* Work task
From the first line of the data below, copy each line up to the one containing "use tracing::info;", and include that line too.

(Excerpts from a dataset)
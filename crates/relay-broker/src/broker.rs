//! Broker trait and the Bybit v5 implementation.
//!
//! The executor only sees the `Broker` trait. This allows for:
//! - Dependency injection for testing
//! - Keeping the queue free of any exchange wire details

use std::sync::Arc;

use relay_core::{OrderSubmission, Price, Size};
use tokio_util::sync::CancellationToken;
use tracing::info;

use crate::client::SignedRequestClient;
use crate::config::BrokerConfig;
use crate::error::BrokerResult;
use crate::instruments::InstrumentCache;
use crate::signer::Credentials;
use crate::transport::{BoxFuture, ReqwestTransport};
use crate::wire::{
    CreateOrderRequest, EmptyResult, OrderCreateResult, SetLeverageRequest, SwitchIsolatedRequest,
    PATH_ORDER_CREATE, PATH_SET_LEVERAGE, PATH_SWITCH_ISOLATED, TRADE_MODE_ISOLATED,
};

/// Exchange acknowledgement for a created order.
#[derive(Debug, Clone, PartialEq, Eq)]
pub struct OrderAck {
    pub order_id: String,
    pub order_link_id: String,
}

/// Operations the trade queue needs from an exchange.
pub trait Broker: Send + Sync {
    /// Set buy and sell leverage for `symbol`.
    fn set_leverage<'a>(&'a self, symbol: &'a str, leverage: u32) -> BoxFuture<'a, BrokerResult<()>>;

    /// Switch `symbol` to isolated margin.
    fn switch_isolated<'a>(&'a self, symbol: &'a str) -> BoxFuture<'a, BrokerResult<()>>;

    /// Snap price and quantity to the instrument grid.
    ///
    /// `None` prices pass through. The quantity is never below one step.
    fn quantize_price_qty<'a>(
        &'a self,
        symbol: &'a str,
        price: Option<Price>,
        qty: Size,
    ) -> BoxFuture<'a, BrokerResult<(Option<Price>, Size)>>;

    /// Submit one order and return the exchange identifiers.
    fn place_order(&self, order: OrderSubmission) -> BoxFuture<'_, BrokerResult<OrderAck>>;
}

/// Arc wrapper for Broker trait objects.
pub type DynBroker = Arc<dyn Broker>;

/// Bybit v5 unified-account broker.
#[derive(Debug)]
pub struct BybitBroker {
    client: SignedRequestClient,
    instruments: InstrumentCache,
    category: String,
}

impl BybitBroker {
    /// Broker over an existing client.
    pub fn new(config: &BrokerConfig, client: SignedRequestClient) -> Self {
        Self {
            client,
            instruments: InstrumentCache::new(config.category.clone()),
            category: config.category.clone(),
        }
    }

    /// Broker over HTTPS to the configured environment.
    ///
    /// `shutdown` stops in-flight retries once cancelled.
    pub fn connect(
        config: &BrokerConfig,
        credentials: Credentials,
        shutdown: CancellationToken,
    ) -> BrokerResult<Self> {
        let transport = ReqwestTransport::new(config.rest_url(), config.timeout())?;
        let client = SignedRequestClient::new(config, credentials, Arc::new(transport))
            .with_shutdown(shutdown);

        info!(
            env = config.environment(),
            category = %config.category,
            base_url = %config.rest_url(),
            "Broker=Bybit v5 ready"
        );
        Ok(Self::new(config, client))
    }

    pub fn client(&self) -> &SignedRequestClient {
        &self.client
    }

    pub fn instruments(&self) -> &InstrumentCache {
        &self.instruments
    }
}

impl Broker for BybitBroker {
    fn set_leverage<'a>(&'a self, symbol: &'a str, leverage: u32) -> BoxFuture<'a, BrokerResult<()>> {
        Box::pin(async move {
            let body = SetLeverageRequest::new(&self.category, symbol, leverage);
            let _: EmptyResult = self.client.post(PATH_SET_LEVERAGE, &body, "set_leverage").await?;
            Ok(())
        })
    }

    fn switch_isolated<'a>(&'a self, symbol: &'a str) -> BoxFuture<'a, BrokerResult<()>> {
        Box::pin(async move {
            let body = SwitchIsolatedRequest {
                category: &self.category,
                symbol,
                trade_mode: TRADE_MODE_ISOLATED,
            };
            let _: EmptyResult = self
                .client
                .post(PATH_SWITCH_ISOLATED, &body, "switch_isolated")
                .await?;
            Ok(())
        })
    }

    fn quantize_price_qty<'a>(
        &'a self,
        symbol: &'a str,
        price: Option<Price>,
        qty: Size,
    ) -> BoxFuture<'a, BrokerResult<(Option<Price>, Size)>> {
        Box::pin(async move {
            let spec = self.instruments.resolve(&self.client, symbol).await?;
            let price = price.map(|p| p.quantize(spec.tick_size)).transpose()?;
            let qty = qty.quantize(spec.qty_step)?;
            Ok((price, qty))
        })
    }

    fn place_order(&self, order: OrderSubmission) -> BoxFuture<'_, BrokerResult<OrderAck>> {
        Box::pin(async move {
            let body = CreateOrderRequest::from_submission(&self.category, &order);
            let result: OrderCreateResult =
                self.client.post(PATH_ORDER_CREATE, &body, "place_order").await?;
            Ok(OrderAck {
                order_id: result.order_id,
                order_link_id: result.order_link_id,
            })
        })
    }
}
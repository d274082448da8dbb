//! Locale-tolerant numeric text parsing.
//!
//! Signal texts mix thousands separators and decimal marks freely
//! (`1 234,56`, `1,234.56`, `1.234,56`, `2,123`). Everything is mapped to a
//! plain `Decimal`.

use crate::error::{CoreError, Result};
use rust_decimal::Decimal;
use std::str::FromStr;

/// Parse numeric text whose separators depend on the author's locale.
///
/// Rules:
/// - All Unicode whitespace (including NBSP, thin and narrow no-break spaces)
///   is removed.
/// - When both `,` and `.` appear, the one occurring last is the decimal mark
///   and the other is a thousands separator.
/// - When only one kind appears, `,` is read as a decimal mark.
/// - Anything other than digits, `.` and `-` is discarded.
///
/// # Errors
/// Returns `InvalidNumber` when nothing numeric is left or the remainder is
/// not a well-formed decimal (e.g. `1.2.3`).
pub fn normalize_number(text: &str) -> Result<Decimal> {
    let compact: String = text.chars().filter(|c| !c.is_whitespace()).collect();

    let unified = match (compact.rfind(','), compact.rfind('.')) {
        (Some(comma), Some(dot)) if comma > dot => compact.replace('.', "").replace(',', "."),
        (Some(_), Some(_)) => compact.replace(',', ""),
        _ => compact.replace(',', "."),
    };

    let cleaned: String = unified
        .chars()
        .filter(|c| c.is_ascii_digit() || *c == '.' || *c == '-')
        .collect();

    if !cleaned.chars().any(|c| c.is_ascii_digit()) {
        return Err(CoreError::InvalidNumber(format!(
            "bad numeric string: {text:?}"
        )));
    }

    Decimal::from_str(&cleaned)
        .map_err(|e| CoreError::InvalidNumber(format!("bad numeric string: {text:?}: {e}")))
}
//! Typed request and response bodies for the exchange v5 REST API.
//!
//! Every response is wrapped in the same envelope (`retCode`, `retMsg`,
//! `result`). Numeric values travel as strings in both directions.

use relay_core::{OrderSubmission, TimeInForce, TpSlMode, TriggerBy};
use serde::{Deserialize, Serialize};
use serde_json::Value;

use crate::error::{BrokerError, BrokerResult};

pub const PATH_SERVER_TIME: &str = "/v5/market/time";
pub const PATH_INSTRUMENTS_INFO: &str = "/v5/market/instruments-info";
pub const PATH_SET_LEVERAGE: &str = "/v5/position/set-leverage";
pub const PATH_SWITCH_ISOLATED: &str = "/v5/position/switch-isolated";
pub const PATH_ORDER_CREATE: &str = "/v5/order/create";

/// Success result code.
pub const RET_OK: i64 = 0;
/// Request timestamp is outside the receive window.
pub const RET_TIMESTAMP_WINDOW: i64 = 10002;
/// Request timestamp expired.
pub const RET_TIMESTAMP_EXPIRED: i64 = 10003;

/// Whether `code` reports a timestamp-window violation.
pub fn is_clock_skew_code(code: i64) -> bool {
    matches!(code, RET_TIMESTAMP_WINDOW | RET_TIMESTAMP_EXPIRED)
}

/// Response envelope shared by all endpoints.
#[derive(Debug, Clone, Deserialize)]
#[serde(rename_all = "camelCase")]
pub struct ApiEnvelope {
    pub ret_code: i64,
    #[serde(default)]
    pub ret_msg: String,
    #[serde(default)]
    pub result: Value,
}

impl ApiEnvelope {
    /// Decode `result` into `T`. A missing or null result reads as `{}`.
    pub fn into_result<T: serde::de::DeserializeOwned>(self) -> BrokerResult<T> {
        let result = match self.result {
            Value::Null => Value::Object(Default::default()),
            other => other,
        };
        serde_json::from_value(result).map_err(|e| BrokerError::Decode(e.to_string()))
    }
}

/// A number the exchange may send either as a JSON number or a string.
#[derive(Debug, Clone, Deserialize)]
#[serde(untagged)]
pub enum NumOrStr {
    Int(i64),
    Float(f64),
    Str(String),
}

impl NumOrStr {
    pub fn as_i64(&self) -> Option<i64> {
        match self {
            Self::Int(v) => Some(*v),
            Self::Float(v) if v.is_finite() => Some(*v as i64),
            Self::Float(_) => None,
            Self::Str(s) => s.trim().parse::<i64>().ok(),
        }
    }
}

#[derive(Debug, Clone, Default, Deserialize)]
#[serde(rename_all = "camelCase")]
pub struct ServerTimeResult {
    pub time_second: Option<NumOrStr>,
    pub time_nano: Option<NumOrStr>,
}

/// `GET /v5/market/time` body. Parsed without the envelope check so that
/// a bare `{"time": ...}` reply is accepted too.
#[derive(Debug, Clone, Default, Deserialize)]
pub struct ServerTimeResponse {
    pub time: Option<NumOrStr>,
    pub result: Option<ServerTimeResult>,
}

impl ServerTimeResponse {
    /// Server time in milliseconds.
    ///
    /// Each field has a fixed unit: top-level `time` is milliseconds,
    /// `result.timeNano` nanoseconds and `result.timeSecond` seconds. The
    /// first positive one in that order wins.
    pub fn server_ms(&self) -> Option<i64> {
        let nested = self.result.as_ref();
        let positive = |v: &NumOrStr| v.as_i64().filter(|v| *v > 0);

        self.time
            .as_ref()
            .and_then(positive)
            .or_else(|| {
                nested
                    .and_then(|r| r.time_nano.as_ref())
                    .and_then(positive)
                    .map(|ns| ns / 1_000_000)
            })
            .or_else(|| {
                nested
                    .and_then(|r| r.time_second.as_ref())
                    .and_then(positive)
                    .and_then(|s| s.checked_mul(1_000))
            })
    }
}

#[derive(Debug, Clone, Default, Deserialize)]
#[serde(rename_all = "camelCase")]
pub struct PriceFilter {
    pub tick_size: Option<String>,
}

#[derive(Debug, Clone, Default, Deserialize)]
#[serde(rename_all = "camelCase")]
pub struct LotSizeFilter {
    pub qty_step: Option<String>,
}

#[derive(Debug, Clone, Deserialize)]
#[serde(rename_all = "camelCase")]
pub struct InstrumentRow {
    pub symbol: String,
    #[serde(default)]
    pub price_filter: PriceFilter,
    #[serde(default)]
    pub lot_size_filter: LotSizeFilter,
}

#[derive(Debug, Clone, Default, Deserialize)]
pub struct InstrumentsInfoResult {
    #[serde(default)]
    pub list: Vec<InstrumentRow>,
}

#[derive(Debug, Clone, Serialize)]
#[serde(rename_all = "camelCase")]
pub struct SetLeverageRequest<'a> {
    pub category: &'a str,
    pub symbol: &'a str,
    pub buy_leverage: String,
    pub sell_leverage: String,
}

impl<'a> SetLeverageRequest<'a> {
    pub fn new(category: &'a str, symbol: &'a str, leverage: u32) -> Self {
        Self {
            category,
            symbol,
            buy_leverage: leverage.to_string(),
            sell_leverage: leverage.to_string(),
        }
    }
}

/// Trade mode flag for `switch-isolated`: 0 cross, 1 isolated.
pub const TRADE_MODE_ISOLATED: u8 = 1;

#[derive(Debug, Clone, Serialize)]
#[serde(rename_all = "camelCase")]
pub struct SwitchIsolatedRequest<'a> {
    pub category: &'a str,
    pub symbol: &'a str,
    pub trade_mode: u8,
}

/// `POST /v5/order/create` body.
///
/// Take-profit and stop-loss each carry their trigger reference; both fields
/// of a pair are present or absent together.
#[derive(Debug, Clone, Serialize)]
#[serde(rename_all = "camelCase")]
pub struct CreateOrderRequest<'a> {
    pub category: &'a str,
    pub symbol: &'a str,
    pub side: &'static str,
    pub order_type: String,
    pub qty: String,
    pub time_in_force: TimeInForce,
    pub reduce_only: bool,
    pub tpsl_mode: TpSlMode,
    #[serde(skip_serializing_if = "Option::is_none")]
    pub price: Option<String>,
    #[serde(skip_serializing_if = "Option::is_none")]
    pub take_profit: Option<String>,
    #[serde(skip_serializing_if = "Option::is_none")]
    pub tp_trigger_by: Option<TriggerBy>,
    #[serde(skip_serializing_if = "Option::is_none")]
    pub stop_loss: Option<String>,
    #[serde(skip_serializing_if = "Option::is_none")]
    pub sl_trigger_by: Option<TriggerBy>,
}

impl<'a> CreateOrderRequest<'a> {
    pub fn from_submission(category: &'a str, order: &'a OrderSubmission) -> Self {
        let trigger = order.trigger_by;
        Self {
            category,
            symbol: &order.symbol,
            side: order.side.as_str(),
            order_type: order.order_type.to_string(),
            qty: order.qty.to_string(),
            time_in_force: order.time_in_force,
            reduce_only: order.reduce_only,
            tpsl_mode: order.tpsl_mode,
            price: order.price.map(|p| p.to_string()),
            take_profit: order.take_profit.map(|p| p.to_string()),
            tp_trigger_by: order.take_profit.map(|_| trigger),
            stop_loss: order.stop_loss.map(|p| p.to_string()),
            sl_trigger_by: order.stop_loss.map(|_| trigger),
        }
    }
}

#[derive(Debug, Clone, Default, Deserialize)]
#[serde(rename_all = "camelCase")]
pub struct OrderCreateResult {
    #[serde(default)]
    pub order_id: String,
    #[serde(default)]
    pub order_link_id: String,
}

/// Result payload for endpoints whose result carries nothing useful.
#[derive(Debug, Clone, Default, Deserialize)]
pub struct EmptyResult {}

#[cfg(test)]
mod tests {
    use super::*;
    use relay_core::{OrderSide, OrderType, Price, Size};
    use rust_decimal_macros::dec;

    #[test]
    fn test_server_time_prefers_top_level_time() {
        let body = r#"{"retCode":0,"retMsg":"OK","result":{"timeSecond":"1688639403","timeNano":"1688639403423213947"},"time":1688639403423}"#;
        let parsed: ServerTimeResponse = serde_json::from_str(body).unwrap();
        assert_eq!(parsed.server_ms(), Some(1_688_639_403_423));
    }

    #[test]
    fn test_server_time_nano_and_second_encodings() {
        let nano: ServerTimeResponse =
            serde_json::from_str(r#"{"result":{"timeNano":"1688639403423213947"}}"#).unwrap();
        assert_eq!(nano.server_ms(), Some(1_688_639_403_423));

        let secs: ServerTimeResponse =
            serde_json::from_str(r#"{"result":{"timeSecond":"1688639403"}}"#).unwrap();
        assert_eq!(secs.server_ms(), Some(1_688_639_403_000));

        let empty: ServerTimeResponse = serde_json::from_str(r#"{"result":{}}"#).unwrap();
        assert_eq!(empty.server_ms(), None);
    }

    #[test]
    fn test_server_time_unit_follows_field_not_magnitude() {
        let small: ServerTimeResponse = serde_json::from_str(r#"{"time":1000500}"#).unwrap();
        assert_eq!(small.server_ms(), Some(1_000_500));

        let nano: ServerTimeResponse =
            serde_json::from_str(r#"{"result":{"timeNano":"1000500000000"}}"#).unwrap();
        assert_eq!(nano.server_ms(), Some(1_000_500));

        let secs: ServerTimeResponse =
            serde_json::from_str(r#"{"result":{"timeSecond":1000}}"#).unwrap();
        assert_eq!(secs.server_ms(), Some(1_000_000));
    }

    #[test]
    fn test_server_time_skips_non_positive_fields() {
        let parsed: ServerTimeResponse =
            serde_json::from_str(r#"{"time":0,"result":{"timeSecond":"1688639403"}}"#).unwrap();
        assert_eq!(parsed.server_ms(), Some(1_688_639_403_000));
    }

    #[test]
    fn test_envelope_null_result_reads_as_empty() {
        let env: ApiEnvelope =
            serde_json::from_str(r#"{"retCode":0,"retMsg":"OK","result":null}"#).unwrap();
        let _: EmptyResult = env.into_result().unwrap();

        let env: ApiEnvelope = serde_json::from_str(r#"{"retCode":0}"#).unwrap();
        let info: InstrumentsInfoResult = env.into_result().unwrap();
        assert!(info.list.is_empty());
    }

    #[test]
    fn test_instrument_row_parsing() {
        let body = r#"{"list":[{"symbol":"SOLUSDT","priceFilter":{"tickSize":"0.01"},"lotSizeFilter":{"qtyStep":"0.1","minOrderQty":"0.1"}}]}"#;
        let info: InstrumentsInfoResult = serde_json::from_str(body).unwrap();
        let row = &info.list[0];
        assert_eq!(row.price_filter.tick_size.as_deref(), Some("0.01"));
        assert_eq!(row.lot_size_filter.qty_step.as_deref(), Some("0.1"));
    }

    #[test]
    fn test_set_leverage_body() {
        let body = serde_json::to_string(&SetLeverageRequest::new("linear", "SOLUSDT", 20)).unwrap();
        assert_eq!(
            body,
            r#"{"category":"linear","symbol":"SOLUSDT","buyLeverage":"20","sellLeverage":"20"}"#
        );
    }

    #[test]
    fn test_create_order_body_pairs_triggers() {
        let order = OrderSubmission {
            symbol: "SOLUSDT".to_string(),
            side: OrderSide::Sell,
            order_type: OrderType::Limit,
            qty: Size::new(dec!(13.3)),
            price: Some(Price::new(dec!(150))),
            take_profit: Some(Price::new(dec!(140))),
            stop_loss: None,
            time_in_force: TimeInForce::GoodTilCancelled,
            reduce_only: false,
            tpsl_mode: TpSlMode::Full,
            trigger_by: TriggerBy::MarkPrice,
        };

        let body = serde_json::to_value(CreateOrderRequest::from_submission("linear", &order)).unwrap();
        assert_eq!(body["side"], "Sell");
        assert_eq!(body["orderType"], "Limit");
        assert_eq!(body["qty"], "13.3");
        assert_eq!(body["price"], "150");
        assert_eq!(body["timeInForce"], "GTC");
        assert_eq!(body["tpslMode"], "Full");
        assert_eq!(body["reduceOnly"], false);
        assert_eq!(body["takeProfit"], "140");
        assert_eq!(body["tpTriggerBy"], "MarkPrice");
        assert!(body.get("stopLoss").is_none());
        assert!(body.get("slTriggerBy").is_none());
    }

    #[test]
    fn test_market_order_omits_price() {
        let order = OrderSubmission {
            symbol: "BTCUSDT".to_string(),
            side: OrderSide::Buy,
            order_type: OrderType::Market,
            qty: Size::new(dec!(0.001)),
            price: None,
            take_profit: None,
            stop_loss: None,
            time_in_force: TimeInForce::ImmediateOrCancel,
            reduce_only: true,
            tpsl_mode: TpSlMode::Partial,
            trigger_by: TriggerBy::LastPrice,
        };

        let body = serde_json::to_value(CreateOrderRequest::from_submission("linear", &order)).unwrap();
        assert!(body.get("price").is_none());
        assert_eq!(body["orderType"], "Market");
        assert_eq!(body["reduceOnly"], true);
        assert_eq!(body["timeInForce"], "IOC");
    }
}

* Task output
filename crates/relay-broker/src/broker.rs
//! Broker trait and the Bybit v5 implementation.
//!
//! The executor only sees the `Broker` trait. This allows for:
//! - Dependency injection for testing
//! - Keeping the queue free of any exchange wire details

use std::sync::Arc;

use relay_core::{OrderSubmission, Price, Size};
use tokio_util::sync::CancellationToken;
use tracing::info;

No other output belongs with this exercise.